» **EXERCISE PROMPT**: Here is the task for the records below: repeat exactly the lines from the one with "filename src/tui/components/message_list.rs" to the one with "caching (row heights)", both included, and nothing else.

» **THE DATA**:
_____
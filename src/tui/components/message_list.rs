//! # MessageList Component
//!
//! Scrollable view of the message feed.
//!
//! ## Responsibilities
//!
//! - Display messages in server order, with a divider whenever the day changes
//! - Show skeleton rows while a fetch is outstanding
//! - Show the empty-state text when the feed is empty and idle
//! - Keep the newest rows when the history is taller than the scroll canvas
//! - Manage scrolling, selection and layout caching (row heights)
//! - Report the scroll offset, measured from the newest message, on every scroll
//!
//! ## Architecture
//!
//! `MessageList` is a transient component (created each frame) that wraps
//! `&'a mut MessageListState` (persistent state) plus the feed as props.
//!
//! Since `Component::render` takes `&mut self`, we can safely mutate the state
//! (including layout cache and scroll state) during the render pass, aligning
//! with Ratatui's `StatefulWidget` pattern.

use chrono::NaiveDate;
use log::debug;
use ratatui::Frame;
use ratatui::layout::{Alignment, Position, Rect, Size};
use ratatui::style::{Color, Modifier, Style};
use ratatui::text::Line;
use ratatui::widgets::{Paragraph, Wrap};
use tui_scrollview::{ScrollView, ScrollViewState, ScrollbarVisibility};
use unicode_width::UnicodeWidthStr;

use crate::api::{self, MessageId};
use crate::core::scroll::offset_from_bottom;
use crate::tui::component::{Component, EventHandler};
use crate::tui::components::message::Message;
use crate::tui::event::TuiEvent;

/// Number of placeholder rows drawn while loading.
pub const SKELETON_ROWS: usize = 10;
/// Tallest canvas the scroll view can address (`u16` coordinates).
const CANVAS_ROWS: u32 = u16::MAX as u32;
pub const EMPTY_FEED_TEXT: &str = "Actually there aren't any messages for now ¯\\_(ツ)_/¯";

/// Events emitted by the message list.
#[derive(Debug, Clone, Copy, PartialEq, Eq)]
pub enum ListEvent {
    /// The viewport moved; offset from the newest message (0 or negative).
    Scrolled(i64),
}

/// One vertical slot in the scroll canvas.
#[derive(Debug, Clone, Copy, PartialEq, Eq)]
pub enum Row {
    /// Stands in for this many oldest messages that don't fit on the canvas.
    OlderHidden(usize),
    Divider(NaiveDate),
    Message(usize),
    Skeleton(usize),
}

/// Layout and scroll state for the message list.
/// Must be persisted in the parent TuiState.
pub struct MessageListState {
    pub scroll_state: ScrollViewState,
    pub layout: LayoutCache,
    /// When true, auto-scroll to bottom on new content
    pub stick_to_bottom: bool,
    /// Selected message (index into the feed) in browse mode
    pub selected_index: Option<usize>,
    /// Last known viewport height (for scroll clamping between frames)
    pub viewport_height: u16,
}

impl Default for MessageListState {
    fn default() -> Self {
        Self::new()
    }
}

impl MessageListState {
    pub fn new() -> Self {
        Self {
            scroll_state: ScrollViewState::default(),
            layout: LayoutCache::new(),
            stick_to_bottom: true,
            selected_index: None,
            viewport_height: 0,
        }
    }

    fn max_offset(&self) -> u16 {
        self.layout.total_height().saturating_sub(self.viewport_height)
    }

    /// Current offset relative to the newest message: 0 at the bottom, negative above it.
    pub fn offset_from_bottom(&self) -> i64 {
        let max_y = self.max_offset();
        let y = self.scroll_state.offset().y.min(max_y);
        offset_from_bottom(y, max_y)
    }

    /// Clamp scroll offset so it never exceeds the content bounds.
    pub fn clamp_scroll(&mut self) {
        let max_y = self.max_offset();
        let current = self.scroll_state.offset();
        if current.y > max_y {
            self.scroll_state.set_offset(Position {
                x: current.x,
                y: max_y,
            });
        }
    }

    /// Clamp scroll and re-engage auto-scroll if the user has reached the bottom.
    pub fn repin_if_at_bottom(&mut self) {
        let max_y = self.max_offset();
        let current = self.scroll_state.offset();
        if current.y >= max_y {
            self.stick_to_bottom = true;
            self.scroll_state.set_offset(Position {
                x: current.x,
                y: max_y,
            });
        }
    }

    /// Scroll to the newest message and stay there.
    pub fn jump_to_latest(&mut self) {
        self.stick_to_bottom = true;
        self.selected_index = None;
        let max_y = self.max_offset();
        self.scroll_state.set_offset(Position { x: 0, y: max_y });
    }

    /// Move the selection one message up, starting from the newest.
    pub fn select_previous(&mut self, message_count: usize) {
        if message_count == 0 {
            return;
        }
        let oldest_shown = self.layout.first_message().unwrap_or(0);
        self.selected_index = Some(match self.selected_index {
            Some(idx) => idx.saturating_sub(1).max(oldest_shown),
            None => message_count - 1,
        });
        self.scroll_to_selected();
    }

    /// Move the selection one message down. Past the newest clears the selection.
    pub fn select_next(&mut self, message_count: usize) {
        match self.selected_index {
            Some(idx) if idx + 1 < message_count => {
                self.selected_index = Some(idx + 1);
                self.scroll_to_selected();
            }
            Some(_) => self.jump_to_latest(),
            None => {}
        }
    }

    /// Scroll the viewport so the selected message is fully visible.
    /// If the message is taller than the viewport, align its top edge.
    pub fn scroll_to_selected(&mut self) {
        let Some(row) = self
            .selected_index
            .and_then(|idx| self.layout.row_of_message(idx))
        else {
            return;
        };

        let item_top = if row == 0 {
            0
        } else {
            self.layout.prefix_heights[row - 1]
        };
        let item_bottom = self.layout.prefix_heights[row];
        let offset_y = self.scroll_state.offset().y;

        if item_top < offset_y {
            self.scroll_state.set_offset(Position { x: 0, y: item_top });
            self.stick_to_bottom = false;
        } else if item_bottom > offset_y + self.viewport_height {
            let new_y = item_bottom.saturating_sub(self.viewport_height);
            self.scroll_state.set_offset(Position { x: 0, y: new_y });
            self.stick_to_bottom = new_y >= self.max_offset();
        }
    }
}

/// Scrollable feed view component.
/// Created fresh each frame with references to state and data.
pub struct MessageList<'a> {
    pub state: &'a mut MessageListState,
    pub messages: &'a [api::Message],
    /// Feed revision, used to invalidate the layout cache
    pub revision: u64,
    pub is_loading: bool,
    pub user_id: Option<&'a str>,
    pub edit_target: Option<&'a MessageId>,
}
_____
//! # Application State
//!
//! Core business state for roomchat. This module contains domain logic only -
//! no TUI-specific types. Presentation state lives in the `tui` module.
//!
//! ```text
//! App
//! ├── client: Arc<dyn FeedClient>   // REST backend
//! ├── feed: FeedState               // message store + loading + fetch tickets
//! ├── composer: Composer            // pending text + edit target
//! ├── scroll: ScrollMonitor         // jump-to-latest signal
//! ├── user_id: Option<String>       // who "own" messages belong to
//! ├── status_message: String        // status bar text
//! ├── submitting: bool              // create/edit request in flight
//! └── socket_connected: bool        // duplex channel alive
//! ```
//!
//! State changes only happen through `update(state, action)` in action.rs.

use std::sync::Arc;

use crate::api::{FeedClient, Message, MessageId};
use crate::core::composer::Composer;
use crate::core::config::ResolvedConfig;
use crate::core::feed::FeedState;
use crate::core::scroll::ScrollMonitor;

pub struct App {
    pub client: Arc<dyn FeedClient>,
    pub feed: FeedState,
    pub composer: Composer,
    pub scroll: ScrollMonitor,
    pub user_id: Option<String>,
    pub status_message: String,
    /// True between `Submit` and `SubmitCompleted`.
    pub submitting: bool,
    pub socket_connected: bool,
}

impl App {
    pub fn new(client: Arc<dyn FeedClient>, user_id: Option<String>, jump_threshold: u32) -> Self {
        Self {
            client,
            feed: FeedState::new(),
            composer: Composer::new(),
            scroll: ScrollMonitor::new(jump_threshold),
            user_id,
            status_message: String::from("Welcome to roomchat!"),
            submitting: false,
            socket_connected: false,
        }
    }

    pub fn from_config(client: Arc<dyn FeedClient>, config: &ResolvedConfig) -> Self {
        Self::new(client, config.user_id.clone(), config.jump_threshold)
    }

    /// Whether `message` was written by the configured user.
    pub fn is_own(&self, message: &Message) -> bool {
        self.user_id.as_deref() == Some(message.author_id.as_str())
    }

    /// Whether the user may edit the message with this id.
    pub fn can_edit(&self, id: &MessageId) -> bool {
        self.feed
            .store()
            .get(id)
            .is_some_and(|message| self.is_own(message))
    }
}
_____
» **SOLUTION TO THIS TASK**:
filename src/tui/components/message_list.rs
//! # MessageList Component
//!
//! Scrollable view of the message feed.
//!
//! ## Responsibilities
//!
//! - Display messages in server order, with a divider whenever the day changes
//! - Show skeleton rows while a fetch is outstanding
//! - Show the empty-state text when the feed is empty and idle
//! - Keep the newest rows when the history is taller than the scroll canvas
//! - Manage scrolling, selection and layout caching (row heights)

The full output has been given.